→ **Problem details**:
Copy out all the lines in the records that include the word "timeout".

=== Begin Enclosure ===

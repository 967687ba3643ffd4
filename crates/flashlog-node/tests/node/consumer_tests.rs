use std::sync::Arc;
use std::time::Duration;

use flashlog::{IngestState, NodeStats};
use flashlog_cluster::{Peer, Role};
use flashlog_node::store::{ConsumeOutcome, Consumer, ConsumerConfig};
use test_log::test;

use crate::test_utilities::{
    TestIngest, body_payloads, http_transport, peer, silent_peer, start_ingest, start_store,
    static_view, write_flushed,
};

fn config(replication_factor: usize) -> ConsumerConfig {
    ConsumerConfig {
        target_size: 1024 * 1024,
        target_age: Duration::from_secs(5),
        replication_factor,
        idle_backoff: Duration::from_millis(20),
    }
}

fn consumer(ingest: &TestIngest, stores: &[Peer], timeout: Duration, rf: usize) -> Consumer {
    let local = peer(Role::Store, "127.0.0.1:1");
    let mut others = vec![peer(Role::Ingest, &ingest.addr)];
    others.extend(stores.iter().cloned());
    Consumer::new(
        0,
        http_transport(timeout),
        static_view(&local, &others),
        Arc::new(NodeStats::new()),
        config(rf),
    )
}

#[test(tokio::test)]
async fn test_segments_are_merged_replicated_and_committed() {
    let ingest = start_ingest(Duration::from_secs(30)).await;
    write_flushed(&ingest.log, &["a1", "a2"]);
    write_flushed(&ingest.log, &["b1"]);

    let first = start_store(&[]).await;
    let second = start_store(&[]).await;
    let targets = [peer(Role::Store, &first.addr), peer(Role::Store, &second.addr)];
    let mut consumer = consumer(&ingest, &targets, Duration::from_secs(2), 2);

    let outcome = consumer.consume_once().await;
    let ConsumeOutcome::Replicated {
        segment_id,
        segments,
        ..
    } = outcome
    else {
        panic!("expected replication, got {outcome:?}");
    };
    assert_eq!(segments, 2);
    assert!(ingest.log.list_flushed().unwrap().is_empty());
    assert_eq!(ingest.log.counts().pending, 0);
    assert_eq!(ingest.stats.snapshot().committed_segments, 2);

    for store in [&first, &second] {
        let live = store.store.list_segments().unwrap();
        assert_eq!(live.len(), 1);
        assert_eq!(live[0].id, segment_id);
        let mut lines = body_payloads(&store.store.read_segment(segment_id).unwrap());
        lines.sort();
        assert_eq!(lines, vec!["a1", "a2", "b1"]);
    }

    assert_eq!(consumer.consume_once().await, ConsumeOutcome::Idle);
}

#[test(tokio::test)]
async fn test_unresponsive_target_abandons_without_commit() {
    let ingest = start_ingest(Duration::from_secs(30)).await;
    let written = write_flushed(&ingest.log, &["only"]);

    let healthy = start_store(&[]).await;
    let silent = silent_peer().await;
    let targets = [peer(Role::Store, &healthy.addr), peer(Role::Store, &silent)];
    let mut consumer = consumer(&ingest, &targets, Duration::from_millis(300), 2);

    let outcome = consumer.consume_once().await;
    assert!(
        matches!(outcome, ConsumeOutcome::Abandoned { .. }),
        "unexpected outcome {outcome:?}"
    );

    let segments = ingest.log.list_flushed().unwrap();
    assert_eq!(segments.len(), 1);
    assert_eq!(segments[0].id, written.id);
    assert_eq!(segments[0].state, IngestState::Flushed);
    assert_eq!(ingest.stats.snapshot().committed_segments, 0);
}

#[test(tokio::test)]
async fn test_too_few_stores_releases_leases() {
    let ingest = start_ingest(Duration::from_secs(30)).await;
    write_flushed(&ingest.log, &["waiting"]);

    let only = start_store(&[]).await;
    let mut consumer = consumer(
        &ingest,
        &[peer(Role::Store, &only.addr)],
        Duration::from_secs(2),
        3,
    );

    let outcome = consumer.consume_once().await;
    assert!(matches!(outcome, ConsumeOutcome::Abandoned { .. }));
    assert!(only.store.list_segments().unwrap().is_empty());

    let segments = ingest.log.list_flushed().unwrap();
    assert_eq!(segments.len(), 1);
    assert_eq!(segments[0].state, IngestState::Flushed);
}

#[test(tokio::test)]
async fn test_no_ingest_peers_is_idle() {
    let store = start_store(&[]).await;
    let local = peer(Role::Store, &store.addr);
    let mut consumer = Consumer::new(
        1,
        http_transport(Duration::from_secs(1)),
        static_view(&local, &[]),
        Arc::new(NodeStats::new()),
        config(1),
    );
    assert_eq!(consumer.consume_once().await, ConsumeOutcome::Idle);
}
use super::test_utilities::*;
use test_log::test;
use flashlog::file_io::FileIo;
use flashlog::{IngestLog, IngestState, RecordIdGenerator, SegmentError, SegmentId, SyncMode};
use std::sync::Arc;
use std::time::Duration;

fn write_segment(log: &IngestLog, generator: &RecordIdGenerator, lines: &[&str]) -> SegmentId {
    let mut active = log.create_segment().unwrap();
    for line in lines {
        active.append(generator.next_id(), line.as_bytes()).unwrap();
    }
    log.flush_segment(active).unwrap().unwrap().id
}

#[test]
fn test_concurrent_claims_have_a_single_winner() {
    let dir = create_test_dir("ingest_race");
    let log = Arc::new(open_ingest(&dir, Duration::from_secs(60)));
    let generator = RecordIdGenerator::new();
    let id = write_segment(&log, &generator, &["a", "b"]);

    let handles: Vec<_> = (0..8)
        .map(|_| {
            let log = Arc::clone(&log);
            std::thread::spawn(move || log.claim(id))
        })
        .collect();
    let results: Vec<_> = handles.into_iter().map(|h| h.join().unwrap()).collect();

    let winners = results.iter().filter(|r| r.is_ok()).count();
    assert_eq!(winners, 1);
    for result in results.iter().filter(|r| r.is_err()) {
        assert!(matches!(result, Err(SegmentError::AlreadyClaimed { .. })));
    }
}

#[test]
fn test_claim_next_never_hands_out_a_segment_twice() {
    let dir = create_test_dir("ingest_next");
    let log = Arc::new(open_ingest(&dir, Duration::from_secs(60)));
    let generator = RecordIdGenerator::new();
    for i in 0..20 {
        write_segment(&log, &generator, &[&format!("record {i}")]);
    }

    let handles: Vec<_> = (0..4)
        .map(|_| {
            let log = Arc::clone(&log);
            std::thread::spawn(move || {
                let mut claimed = Vec::new();
                while let Some(lease) = log.claim_next().unwrap() {
                    claimed.push(lease.segment_id);
                }
                claimed
            })
        })
        .collect();

    let mut all: Vec<SegmentId> = handles
        .into_iter()
        .flat_map(|h| h.join().unwrap())
        .collect();
    let total = all.len();
    all.sort();
    all.dedup();
    assert_eq!(total, 20);
    assert_eq!(all.len(), 20);
}

#[test]
fn test_expired_lease_lets_another_consumer_claim() {
    let dir = create_test_dir("ingest_expiry");
    let log = open_ingest(&dir, Duration::from_millis(30));
    let generator = RecordIdGenerator::new();
    let id = write_segment(&log, &generator, &["late"]);

    let first = log.claim(id).unwrap();
    assert!(matches!(log.claim(id), Err(SegmentError::AlreadyClaimed { .. })));
    std::thread::sleep(Duration::from_millis(60));

    // claim applies expiry lazily, no sweeper needed
    let second = log.claim(id).unwrap();
    assert!(matches!(
        log.commit(first.lease_id),
        Err(SegmentError::LeaseExpired { .. })
    ));
    assert!(log.read(second.lease_id).unwrap().ends_with(b" late\n"));
    let committed = log.commit(second.lease_id).unwrap();
    assert_eq!(committed.state, IngestState::Committed);
    assert!(log.list_flushed().unwrap().is_empty());
}

#[test]
fn test_committed_segment_never_reappears_after_restart() {
    let dir = create_test_dir("ingest_restart");
    let generator = RecordIdGenerator::new();
    let kept;
    {
        let log = open_ingest(&dir, Duration::from_secs(60));
        let done = write_segment(&log, &generator, &["done"]);
        kept = write_segment(&log, &generator, &["kept"]);
        let lease = log.claim(done).unwrap();
        log.commit(lease.lease_id).unwrap();
        log.claim(kept).unwrap();
    }

    let log = IngestLog::open(dir.path(), Duration::from_secs(60), SyncMode::OnFlush).unwrap();
    let flushed = log.list_flushed().unwrap();
    assert_eq!(flushed.len(), 1);
    assert_eq!(flushed[0].id, kept);
    assert_eq!(
        FileIo::list_with_extension(dir.path(), "pending").unwrap().len(),
        0
    );
}

#[test]
fn test_counts_track_states() {
    let dir = create_test_dir("ingest_counts");
    let log = open_ingest(&dir, Duration::from_secs(60));
    let generator = RecordIdGenerator::new();
    let first = write_segment(&log, &generator, &["one"]);
    write_segment(&log, &generator, &["two"]);
    let _active = log.create_segment().unwrap();
    log.claim(first).unwrap();

    let counts = log.counts();
    assert_eq!(counts.writing, 1);
    assert_eq!(counts.flushed, 1);
    assert_eq!(counts.pending, 1);
}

=== End Enclosure ===

→ **The completed task**:
fn consumer(ingest: &TestIngest, stores: &[Peer], timeout: Duration, rf: usize) -> Consumer {
        http_transport(timeout),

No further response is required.